Completion of an import terminal has not ended the kingdom's gas dilemmas

A commercial start-up date for Bahrain’s new LNG facility remains unfixed despite it achieving a technical commissioning milestone, as lengthy discussions with potential LNG suppliers rumble on. Meanwhile, the cash-strapped kingdom—ill-placed financially to become dependent on costly foreign energy—is stepping up decades-long efforts to find and develop indigenous gas resources, with hopes buoyed by a discovery deep below the country's sole oilfield a few years back. 

Bahrain’s LNG import journey began more than a decade ago, when an increasingly acute domestic gas shortage prompted the government to look overseas to plug the gap. But years of debate over the capacity and form of the import facilities—interspersed with periods of political turmoil—delayed concrete progress until December 2015. At that point Nogaholding, the investment arm of the government's national oil and gas authority (Noga), signed a 20-year build-own-operate-transfer contract with a consortium of Bermuda-registered Teekay LNG (30pc), Kuwait-based Gulf Investment Corporation (20pc) and South Korea's Samsung C&T (20%) to execute the project as a regionally-novel public-private partnership (PPP), with the state firm holding the remaining shares in the project company and providing offtake guarantees. 

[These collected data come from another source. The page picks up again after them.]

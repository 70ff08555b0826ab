pub mod core;
pub mod fs_paths;
pub mod models;
pub mod platforms;
use serde::{Deserialize, Serialize};
use uuid::Uuid;

/// Lifecycle of one download task.
///
/// `Preparing -> Running -> {Completed, Failed, Cancelled}`. Preparing may also
/// jump straight to a terminal state when the transfer is skipped or the task
/// is cancelled before launch.
#[derive(Debug, Clone, Copy, Serialize, Deserialize, PartialEq, Eq, Default)]
#[serde(rename_all = "snake_case")]
pub enum TaskState {
    #[default]
    Preparing,
    Running,
    Completed,
    Failed,
    Cancelled,
}

impl TaskState {
    pub fn is_terminal(self) -> bool {
        matches!(self, Self::Completed | Self::Failed | Self::Cancelled)
    }

    pub fn can_transition_to(self, next: TaskState) -> bool {
        match self {
            Self::Preparing => next != Self::Preparing,
            Self::Running => next.is_terminal(),
            _ => false,
        }
    }
}

impl std::fmt::Display for TaskState {
    fn fmt(&self, f: &mut std::fmt::Formatter<'_>) -> std::fmt::Result {
        let s = match self {
            Self::Preparing => "preparing",
            Self::Running => "running",
            Self::Completed => "completed",
            Self::Failed => "failed",
            Self::Cancelled => "cancelled",
        };
        f.write_str(s)
    }
}

#[derive(Debug, Clone, Serialize)]
pub struct TaskProgress {
    pub task_id: Uuid,
    pub title: String,
    pub percent: f64,
    pub state: TaskState,
}

pub trait EventEmitter: Send + Sync + Clone + 'static {
    fn emit_progress(&self, progress: &TaskProgress);
}
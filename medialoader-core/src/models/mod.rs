pub mod download;
pub mod media;
pub mod settings;
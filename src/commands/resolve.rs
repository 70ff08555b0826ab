use crate::core::url_parser;

pub fn resolve_url(url: &str) -> anyhow::Result<()> {
    match url_parser::resolve(url) {
        Some(link) => {
            let out = serde_json::json!({
                "service": link.service,
                "kind": link.kind,
                "class": link.kind.class(),
                "id": link.id,
            });
            println!("{}", serde_json::to_string_pretty(&out)?);
            Ok(())
        }
        None => Err(anyhow::anyhow!("URL not recognized: {}", url)),
    }
}
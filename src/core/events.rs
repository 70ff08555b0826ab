use std::io::Write;

use medialoader_core::core::events::{EventEmitter, TaskProgress, TaskState};

/// Prints task progress as a single updating line on stderr.
#[derive(Clone, Default)]
pub struct ConsoleEventEmitter;

impl ConsoleEventEmitter {
    pub fn new() -> Self {
        Self
    }
}

pub fn progress_line(progress: &TaskProgress) -> String {
    match progress.state {
        TaskState::Running | TaskState::Preparing => {
            format!("{:>5.1}%  {}", progress.percent.clamp(0.0, 100.0), progress.title)
        }
        state => format!("{:>6}  {}", state.to_string(), progress.title),
    }
}

impl EventEmitter for ConsoleEventEmitter {
    fn emit_progress(&self, progress: &TaskProgress) {
        let mut err = std::io::stderr().lock();
        if progress.state.is_terminal() {
            let _ = writeln!(err, "\r{}", progress_line(progress));
        } else {
            let _ = write!(err, "\r{}", progress_line(progress));
        }
        let _ = err.flush();
    }
}

#[cfg(test)]
mod tests {
    use super::*;
    use uuid::Uuid;

    #[test]
    fn running_shows_percent() {
        let progress = TaskProgress {
            task_id: Uuid::nil(),
            title: "Band - Track".into(),
            percent: 42.0,
            state: TaskState::Running,
        };
        assert_eq!(progress_line(&progress), " 42.0%  Band - Track");
    }

    #[test]
    fn terminal_shows_state() {
        let progress = TaskProgress {
            task_id: Uuid::nil(),
            title: "x".into(),
            percent: 100.0,
            state: TaskState::Completed,
        };
        assert!(progress_line(&progress).contains("completed"));
    }
}
impl OutputTracker {
    pub fn observe(&mut self, line: &str) {
        let line = line.trim();
        if let Some(c) = MERGE_DEST_RE.captures(line) {
            self.merged = Some(PathBuf::from(&c[1]));
        } else if let Some(c) = EXTRACT_DEST_RE.captures(line) {
            self.extracted = Some(PathBuf::from(&c[1]));
        } else if let Some(c) = DOWNLOAD_DEST_RE.captures(line) {
            self.downloaded = Some(PathBuf::from(&c[1]));
        } else if let Some(c) = ALREADY_RE.captures(line) {
            self.downloaded = Some(PathBuf::from(&c[1]));
        }
    }

    /// Final file in priority order merge > audio extraction > download,
    /// skipping announced paths that no longer exist.
    pub fn produced_file(&self) -> Option<PathBuf> {
        [&self.merged, &self.extracted, &self.downloaded]
            .into_iter()
            .flatten()
            .find(|p| p.is_file())
            .cloned()
    }
}

#[cfg(test)]
mod tests {
    use super::*;
    use serde_json::json;

    #[test]
    fn progress_from_template_and_default_lines() {
        assert_eq!(parse_progress_line("download: 42.5%"), Some(42.5));
        assert_eq!(
            parse_progress_line("[download]  12.0% of ~  3.20MiB at  1.2MiB/s ETA 00:02"),
            Some(12.0)
        );
        assert_eq!(parse_progress_line("[download] 100% of 3.20MiB"), Some(100.0));
        assert_eq!(parse_progress_line("[ExtractAudio] Destination: a.mp3"), None);
        assert_eq!(parse_progress_line("[info] 50% of nothing"), None);
    }

    #[test]
    fn selectors_for_quality_tokens() {
        assert_eq!(format_selector("best", false), "bv*+ba/b");
        assert_eq!(format_selector("worst", false), "wv*+wa/w");
        assert_eq!(
            format_selector("720p", false),
            "bv*[height<=720]+ba/b[height<=720]/bv*+ba/b"
        );
        assert_eq!(format_selector("best", true), "ba/b");
        assert_eq!(quality_height("1080P"), Some(1080));
        assert_eq!(quality_height("0p"), None);
        assert_eq!(quality_height("hd"), None);
    }

    #[test]
    fn first_record_wins() {
        let out = "WARNING: something\n{\"id\": \"a\"}\n{\"id\": \"b\"}\n";
        assert_eq!(first_json_record(out).unwrap()["id"], "a");
        assert!(first_json_record("no json here").is_none());
        assert_eq!(first_json_record("{broken\n{\"id\":\"c\"}").unwrap()["id"], "c");
    }

    #[test]
    fn item_mapping_for_music_and_series() {
        let track = json!({
            "id": "abc", "title": "Video title", "track": "Song", "artist": "Band",
            "duration": 215.0, "webpage_url": "https://youtube.com/watch?v=abc",
            "album": "Record", "track_number": 3
        });
        let item = item_from_json(&track, "fallback").unwrap();
        assert_eq!(item.title, "Song");
        assert_eq!(item.artist, "Band");
        assert_eq!(item.duration_seconds, 215.0);
        assert_eq!(item.collection_name.as_deref(), Some("Record"));
        assert_eq!(item.sequence_number, Some(3));

        let episode = json!({
            "id": "e1", "title": "Folge 4", "uploader": "ZDF", "series": "SOKO",
            "season_number": 2, "episode_number": 4
        });
        let item = item_from_json(&episode, "https://zdf.de/x.html").unwrap();
        assert_eq!(item.origin_url, "https://zdf.de/x.html");
        assert_eq!((item.group_number, item.sequence_number), (Some(2), Some(4)));

        assert!(item_from_json(&json!({"title": "no id"}), "u").is_none());
    }

    #[test]
    fn download_args_map_options() {
        let mut task = DownloadTask::new(Item::new("1", "Song", "https://example.com/v")).audio("mp3");
        task.options.thumbnail = true;
        task.options.rate_limit = Some("1M".into());
        task.options.resume = false;

        let args = build_download_args(&DownloadInvocation {
            task: &task,
            output_template: "/out/Song.%(ext)s".into(),
            cookie_file: Some(Path::new("/tmp/c.txt")),
            proxy: None,
        });

        let joined = args.join(" ");
        assert!(joined.starts_with("-f ba/b -x --audio-format mp3"));
        assert!(joined.contains("--no-playlist"));
        assert!(joined.contains("--write-thumbnail"));
        assert!(joined.contains("--no-continue"));
        assert!(joined.contains("--limit-rate 1M"));
        assert!(joined.contains("--embed-metadata"));
        assert!(joined.contains("--cookies /tmp/c.txt"));
        assert_eq!(args.last().unwrap(), "https://example.com/v");
        assert!(!joined.contains("--write-subs"));
    }

    #[test]
    fn whole_collection_flag_forces_playlist() {
        let mut task = DownloadTask::new(Item::new("1", "t", "u"));
        task.options.whole_collection = true;
        let args = build_download_args(&DownloadInvocation {
            task: &task,
            output_template: "x".into(),
            cookie_file: None,
            proxy: Some("http://p:1".into()),
        });
        assert!(args.contains(&"--yes-playlist".to_string()));
        assert!(!args.contains(&"--no-playlist".to_string()));
        assert!(args.windows(2).any(|w| w[0] == "--proxy" && w[1] == "http://p:1"));
    }

    #[test]
    fn tracker_prefers_merge_then_extract() {
        let dir = tempfile::tempdir().unwrap();
        let raw = dir.path().join("a.webm");
        let audio = dir.path().join("a.mp3");
        std::fs::write(&audio, b"x").unwrap();

        let mut tracker = OutputTracker::default();
        tracker.observe(&format!("[download] Destination: {}", raw.display()));
        tracker.observe(&format!("[ExtractAudio] Destination: {}", audio.display()));
        assert_eq!(tracker.produced_file(), Some(audio.clone()));

        tracker.observe(&format!("[Merger] Merging formats into \"{}\"", dir.path().join("gone.mkv").display()));
        assert_eq!(tracker.produced_file(), Some(audio));
    }
}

Financial close on the $741mn limited-recourse project loan took another two years later and made heavy use of South Korean export credits—as Bahrain’s sovereign credit rating was buffeted by the mid-decade oil price slump. Completion of the import facilities—which have send-out capacity of 800mn ft³/d (22.6mn m³/d)  and comprise a floating storage unit (FSU), an offshore receiving jetty, a regasification platform and an onshore gas-receiving facility—was, at that time, due in the first half of 2019. 

Technically ready 

By August of last year, though, and with no commissioning in sight, Teekay admitted start-up was slipping into the year’s final quarter. But it was not until late January that the public/private consortium announced belated completion of commissioning. 

Unfortunately for all four project sponsors, the announcement was accompanied by disclosure that the Bahrain Spirit FSU, having received the final commissioning cargo, would henceforth be redeployed under short-term charter—rather than being used for its intended import purpose. No reason was given for the further delay to commercial start-up, but is thought to indicate an inability to reach agreements with LNG suppliers. 

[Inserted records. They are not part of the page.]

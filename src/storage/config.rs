use std::path::Path;

use medialoader_core::fs_paths::AppPaths;
use medialoader_core::models::settings::AppSettings;

pub const CLIENT_ID_ENV: &str = "MEDIALOADER_CLIENT_ID";
pub const CLIENT_SECRET_ENV: &str = "MEDIALOADER_CLIENT_SECRET";

/// Loads settings, falling back to defaults when the file is missing or
/// unreadable, then applies environment overrides.
pub fn load_settings(paths: &impl AppPaths) -> AppSettings {
    let settings = read_settings(&paths.settings_file());
    apply_env_overrides(settings, |key| std::env::var(key).ok())
}

fn read_settings(file: &Path) -> AppSettings {
    let text = match std::fs::read_to_string(file) {
        Ok(text) => text,
        Err(_) => return AppSettings::default(),
    };
    match serde_json::from_str::<AppSettings>(&text) {
        Ok(settings) => settings,
        Err(e) => {
            tracing::warn!("Ignoring invalid settings file {:?}: {}", file, e);
            AppSettings::default()
        }
    }
}

pub fn apply_env_overrides(mut settings: AppSettings, env: impl Fn(&str) -> Option<String>) -> AppSettings {
    if let Some(id) = env(CLIENT_ID_ENV).filter(|v| !v.trim().is_empty()) {
        settings.catalog.client_id = id;
    }
    if let Some(secret) = env(CLIENT_SECRET_ENV).filter(|v| !v.trim().is_empty()) {
        settings.catalog.client_secret = secret;
    }
    settings
}

#[cfg(test)]
mod tests {
    use super::*;
    use std::path::PathBuf;

    struct TempPaths(PathBuf);

    impl AppPaths for TempPaths {
        fn downloads_dir(&self) -> PathBuf {
            self.0.join("downloads")
        }

        fn data_dir(&self) -> PathBuf {
            self.0.clone()
        }

        fn bin_dir(&self) -> Option<PathBuf> {
            Some(self.0.join("bin"))
        }
    }

    #[test]
    fn load_reads_settings_file() {
        let dir = tempfile::tempdir().unwrap();
        let paths = TempPaths(dir.path().to_path_buf());
        std::fs::write(
            paths.settings_file(),
            r#"{"schema_version": 1, "download": {"audio_format": "opus"}, "advanced": {"page_size": 20}}"#,
        )
        .unwrap();

        let loaded = load_settings(&paths);
        assert_eq!(loaded.download.audio_format, "opus");
        assert_eq!(loaded.advanced.page_size, 20);
    }

    #[test]
    fn invalid_file_yields_defaults() {
        let dir = tempfile::tempdir().unwrap();
        let file = dir.path().join("settings.json");
        std::fs::write(&file, "{ not json").unwrap();
        assert_eq!(read_settings(&file).download.video_quality, "best");
    }

    #[test]
    fn env_overrides_credentials() {
        let settings = apply_env_overrides(AppSettings::default(), |key| match key {
            CLIENT_ID_ENV => Some("env-id".into()),
            CLIENT_SECRET_ENV => Some("  ".into()),
            _ => None,
        });
        assert_eq!(settings.catalog.client_id, "env-id");
        assert!(settings.catalog.client_secret.is_empty());
    }
}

This failure is somewhat glaring given that the Bahraini government has very publicly trumpeted discussions with potential sellers for many years. Russia was long talked-up as the likeliest source, and memorandums of understanding (MOUs) to co-operate with Russia's Gazprom in the LNG sector were signed in 2016 and 2017. 

Years of debate over the capacity and form of import facilities—interspersed with periods of political turmoil—has delayed progress

Lower transport costs would in theory make regional supplies cheaper, and an agreement in November 2018 with Abu Dhabi’s Adnoc LNG to supply the commissioning cargo was part of broader discussions that included the potential for a longer-term deal. But Qatar is precluded by hostile political relations, with Bahrain one of three Mid-East Gulf states subjecting its neighbour to an economic blockade since mid-2017. 

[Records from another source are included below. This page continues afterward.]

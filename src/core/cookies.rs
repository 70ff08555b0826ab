use std::io::Write;
use std::path::Path;

use anyhow::anyhow;
use serde::Deserialize;

const NETSCAPE_HEADER: &str = "# Netscape HTTP Cookie File";

#[derive(Debug, Deserialize)]
#[serde(rename_all = "camelCase")]
struct JsonCookie {
    domain: String,
    #[serde(default = "default_cookie_path")]
    path: String,
    #[serde(default)]
    secure: bool,
    #[serde(default)]
    expiration_date: Option<f64>,
    name: String,
    #[serde(default)]
    value: String,
}

fn default_cookie_path() -> String {
    "/".into()
}

/// Converts cookie text (Netscape tab format or a JSON array of cookie
/// objects) into a clean Netscape cookie file.
pub fn normalize_cookie_text(text: &str) -> anyhow::Result<String> {
    let trimmed = text.trim_start();
    if trimmed.starts_with('[') {
        let cookies: Vec<JsonCookie> = serde_json::from_str(trimmed)
            .map_err(|e| anyhow!("Invalid JSON cookie file: {}", e))?;
        return Ok(json_to_netscape(&cookies));
    }
    Ok(repair_netscape(text))
}

fn json_to_netscape(cookies: &[JsonCookie]) -> String {
    let mut out = String::from(NETSCAPE_HEADER);
    out.push('\n');
    for c in cookies {
        let include_subdomains = if c.domain.starts_with('.') { "TRUE" } else { "FALSE" };
        let secure = if c.secure { "TRUE" } else { "FALSE" };
        let expires = c.expiration_date.map(|e| e.max(0.0) as i64).unwrap_or(0);
        out.push_str(&format!(
            "{}\t{}\t{}\t{}\t{}\t{}\t{}\n",
            c.domain, include_subdomains, c.path, secure, expires, c.name, c.value
        ));
    }
    out
}

/// Keeps comments, drops lines with fewer than six fields and appends an empty
/// value to lines with exactly six.
fn repair_netscape(text: &str) -> String {
    let mut out = String::from(NETSCAPE_HEADER);
    out.push('\n');
    for line in text.lines() {
        let line = line.trim_end_matches('\r');
        if line.trim().is_empty() {
            continue;
        }
        if line.starts_with('#') && !line.starts_with("#HttpOnly_") {
            if line.trim() != NETSCAPE_HEADER {
                out.push_str(line);
                out.push('\n');
            }
            continue;
        }

        let fields = line.split('\t').count();
        match fields {
            0..=5 => {
                tracing::debug!("[cookies] dropping malformed line with {} fields", fields);
            }
            6 => {
                out.push_str(line);
                out.push_str("\t\n");
            }
            _ => {
                out.push_str(line);
                out.push('\n');
            }
        }
    }
    out
}

/// Cookie file scoped to one task; removed when dropped, whatever the outcome.
pub struct EphemeralCookieFile {
    file: tempfile::NamedTempFile,
}

impl EphemeralCookieFile {
    pub fn create(source: &Path) -> anyhow::Result<Self> {
        let text = std::fs::read_to_string(source)
            .map_err(|e| anyhow!("Failed to read cookie file {:?}: {}", source, e))?;
        let normalized = normalize_cookie_text(&text)?;

        let mut file = tempfile::Builder::new()
            .prefix("medialoader-cookies-")
            .suffix(".txt")
            .tempfile()?;
        file.write_all(normalized.as_bytes())?;
        file.flush()?;
        Ok(Self { file })
    }

    pub fn path(&self) -> &Path {
        self.file.path()
    }
}

#[cfg(test)]
mod tests {
    use super::*;

    #[test]
    fn six_field_lines_get_empty_value() {
        let text = ".example.com\tTRUE\t/\tFALSE\t0\tsession\n";
        let out = normalize_cookie_text(text).unwrap();
        let line = out.lines().nth(1).unwrap();
        assert_eq!(line.split('\t').count(), 7);
        assert!(line.ends_with("session\t"));
    }

    #[test]
    fn short_lines_are_dropped() {
        let text = "# comment\n.example.com\tTRUE\t/\n.example.com\tTRUE\t/\tFALSE\t0\tname\tvalue\n";
        let out = normalize_cookie_text(text).unwrap();
        let cookies: Vec<&str> = out.lines().filter(|l| !l.starts_with('#')).collect();
        assert_eq!(cookies, vec![".example.com\tTRUE\t/\tFALSE\t0\tname\tvalue"]);
        assert!(out.contains("# comment"));
    }

    #[test]
    fn http_only_prefix_is_a_cookie_line() {
        let text = "#HttpOnly_.example.com\tTRUE\t/\tTRUE\t0\tsid\tabc\n";
        let out = normalize_cookie_text(text).unwrap();
        assert!(out.contains("#HttpOnly_.example.com\tTRUE"));
    }

    #[test]
    fn json_array_converted() {
        let json = r#"[
            {"domain": ".spotify.com", "path": "/", "secure": true,
             "expirationDate": 1767225600.5, "name": "sp_dc", "value": "xyz"},
            {"domain": "open.spotify.com", "name": "lang", "value": "de"}
        ]"#;
        let out = normalize_cookie_text(json).unwrap();
        let lines: Vec<&str> = out.lines().collect();
        assert_eq!(lines[0], NETSCAPE_HEADER);
        assert_eq!(lines[1], ".spotify.com\tTRUE\t/\tTRUE\t1767225600\tsp_dc\txyz");
        assert_eq!(lines[2], "open.spotify.com\tFALSE\t/\tFALSE\t0\tlang\tde");
    }

    #[test]
    fn ephemeral_file_removed_on_drop() {
        let dir = tempfile::tempdir().unwrap();
        let source = dir.path().join("cookies.txt");
        std::fs::write(&source, ".a.com\tTRUE\t/\tFALSE\t0\tk\tv\n").unwrap();

        let cookie_file = EphemeralCookieFile::create(&source).unwrap();
        let path = cookie_file.path().to_path_buf();
        assert!(path.exists());
        drop(cookie_file);
        assert!(!path.exists());
    }
}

Pricing is assumed to be the sticking point. But completion of the terminal, the upfront outlays involved and the urgency of Bahrain’s gas need are expected to galvanise supply talks. 

The last of these is perhaps most pressing and could encourage the Bahraini side to compromise and to get imports up-and-running before the end of the year. Domestic gas demand is expanding rapidly to meet the power generation needs of a fast-growing population and to fuel industrial expansion, including that of the gas-guzzling Aluminium Bahrain smelter— which doubled in capacity last year to become the world's largest. 

However, the government's hopes of not having to sign up to long-term imports were delivered a substantial shot in the arm by a discovery announced in April 2018—and somewhat overshadowed by a substantial offshore oil find revealed simultaneously—of an estimated 13.7tn ft³ of deep gas below the onshore Awali oilfield, the country’s sole crude producer since the 1930s. 

Noga has yet to enlist international assistance to develop the new resource but has been courting Italy’s Eni over wider engagement in the kingdom’s energy sector for several years. The efforts bore some fruit in May last year, when the Bahraini government signed an exploration and production-sharing agreement with Eni for an offshore block in the north, where drilling is due to start this quarter. In early February, the Italian firm also signed an MoU with Noga-owned Tatweer Petroleum, the state’s upstream operator, to explore collaboration in various domains, including gas.